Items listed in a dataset
************

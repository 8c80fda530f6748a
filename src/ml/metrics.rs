//! Evaluation metrics for binary classifiers.

use std::cmp::Ordering;

use serde::{Deserialize, Serialize};

/// Area under the ROC curve.
///
/// Computed through the rank-sum statistic with average ranks for ties. Returns `None` when
/// either class is absent, since the curve is undefined then.
pub fn roc_auc_score(labels: &[u8], scores: &[f64]) -> Option<f64> {
    if labels.len() != scores.len() || labels.is_empty() {
        return None;
    }
    let positives = labels.iter().filter(|&&y| y == 1).count();
    let negatives = labels.len() - positives;
    if positives == 0 || negatives == 0 {
        return None;
    }

    let mut order: Vec<usize> = (0..scores.len()).collect();
    order.sort_by(|&a, &b| scores[a].partial_cmp(&scores[b]).unwrap_or(Ordering::Equal));

    let mut positive_rank_sum = 0.0f64;
    let mut start = 0usize;
    while start < order.len() {
        let mut end = start + 1;
        while end < order.len() && scores[order[end]] == scores[order[start]] {
            end += 1;
        }
        // ranks are 1-based; tied block shares the mean rank
        let mean_rank = (start + 1 + end) as f64 / 2.0;
        for &idx in &order[start..end] {
            if labels[idx] == 1 {
                positive_rank_sum += mean_rank;
            }
        }
        start = end;
    }

    let p = positives as f64;
    let n = negatives as f64;
    Some((positive_rank_sum - p * (p + 1.0) / 2.0) / (p * n))
}

/// Share of rows whose thresholded probability matches the label.
pub fn accuracy_at(labels: &[u8], probabilities: &[f64], threshold: f64) -> f64 {
    if labels.is_empty() || labels.len() != probabilities.len() {
        return 0.0;
    }
    let correct = labels
        .iter()
        .zip(probabilities)
        .filter(|&(&y, &p)| (p >= threshold) == (y == 1))
        .count();
    correct as f64 / labels.len() as f64
}

/// Mean and population standard deviation of a score set.
#[derive(Debug, Clone, Copy, PartialEq, Serialize, Deserialize)]
pub struct ScoreSummary {
    pub mean: f64,
    pub std: f64,
    pub count: usize,
}

impl ScoreSummary {
    pub fn from_scores(scores: &[f64]) -> Option<Self> {
        if scores.is_empty() {
            return None;
        }
        let count = scores.len();
        let mean = scores.iter().sum::<f64>() / count as f64;
        let variance = scores.iter().map(|s| (s - mean).powi(2)).sum::<f64>() / count as f64;
        Some(Self {
            mean,
            std: variance.sqrt(),
            count,
        })
    }
}

impl std::fmt::Display for ScoreSummary {
    fn fmt(&self, f: &mut std::fmt::Formatter<'_>) -> std::fmt::Result {
        write!(f, "{:.3} +- {:.3}", self.mean, self.std)
    }
}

************

* _WHAT TO PRODUCE_
When you reach the end of the records, set them all down again exactly.

* _TASK OUTPUT_
repository 8c80fda530f6748a
filename src/ml/metrics.rs
//! Evaluation metrics for binary classifiers.

use std::cmp::Ordering;

use serde::{Deserialize, Serialize};

/// Area under the ROC curve.
///
/// Computed through the rank-sum statistic with average ranks for ties. Returns `None` when
/// either class is absent, since the curve is undefined then.
pub fn roc_auc_score(labels: &[u8], scores: &[f64]) -> Option<f64> {
    if labels.len() != scores.len() || labels.is_empty() {
        return None;
    }
    let positives = labels.iter().filter(|&&y| y == 1).count();
    let negatives = labels.len() - positives;
    if positives == 0 || negatives == 0 {
        return None;
    }

    let mut order: Vec<usize> = (0..scores.len()).collect();
    order.sort_by(|&a, &b| scores[a].partial_cmp(&scores[b]).unwrap_or(Ordering::Equal));

    let mut positive_rank_sum = 0.0f64;
    let mut start = 0usize;
    while start < order.len() {
        let mut end = start + 1;
        while end < order.len() && scores[order[end]] == scores[order[start]] {
            end += 1;
        }
        // ranks are 1-based; tied block shares the mean rank
        let mean_rank = (start + 1 + end) as f64 / 2.0;
        for &idx in &order[start..end] {
            if labels[idx] == 1 {
                positive_rank_sum += mean_rank;
            }
        }
        start = end;
    }

    let p = positives as f64;
    let n = negatives as f64;
    Some((positive_rank_sum - p * (p + 1.0) / 2.0) / (p * n))
}

/// Share of rows whose thresholded probability matches the label.
pub fn accuracy_at(labels: &[u8], probabilities: &[f64], threshold: f64) -> f64 {
    if labels.is_empty() || labels.len() != probabilities.len() {
        return 0.0;
    }
    let correct = labels
        .iter()
        .zip(probabilities)
        .filter(|&(&y, &p)| (p >= threshold) == (y == 1))
        .count();
    correct as f64 / labels.len() as f64
}

/// Mean and population standard deviation of a score set.
#[derive(Debug, Clone, Copy, PartialEq, Serialize, Deserialize)]
pub struct ScoreSummary {
    pub mean: f64,
    pub std: f64,
    pub count: usize,
}

impl ScoreSummary {
    pub fn from_scores(scores: &[f64]) -> Option<Self> {
        if scores.is_empty() {
            return None;
        }
        let count = scores.len();
        let mean = scores.iter().sum::<f64>() / count as f64;
        let variance = scores.iter().map(|s| (s - mean).powi(2)).sum::<f64>() / count as f64;
        Some(Self {
            mean,
            std: variance.sqrt(),
            count,
        })
    }
}

impl std::fmt::Display for ScoreSummary {
    fn fmt(&self, f: &mut std::fmt::Formatter<'_>) -> std::fmt::Result {
        write!(f, "{:.3} +- {:.3}", self.mean, self.std)
    }
}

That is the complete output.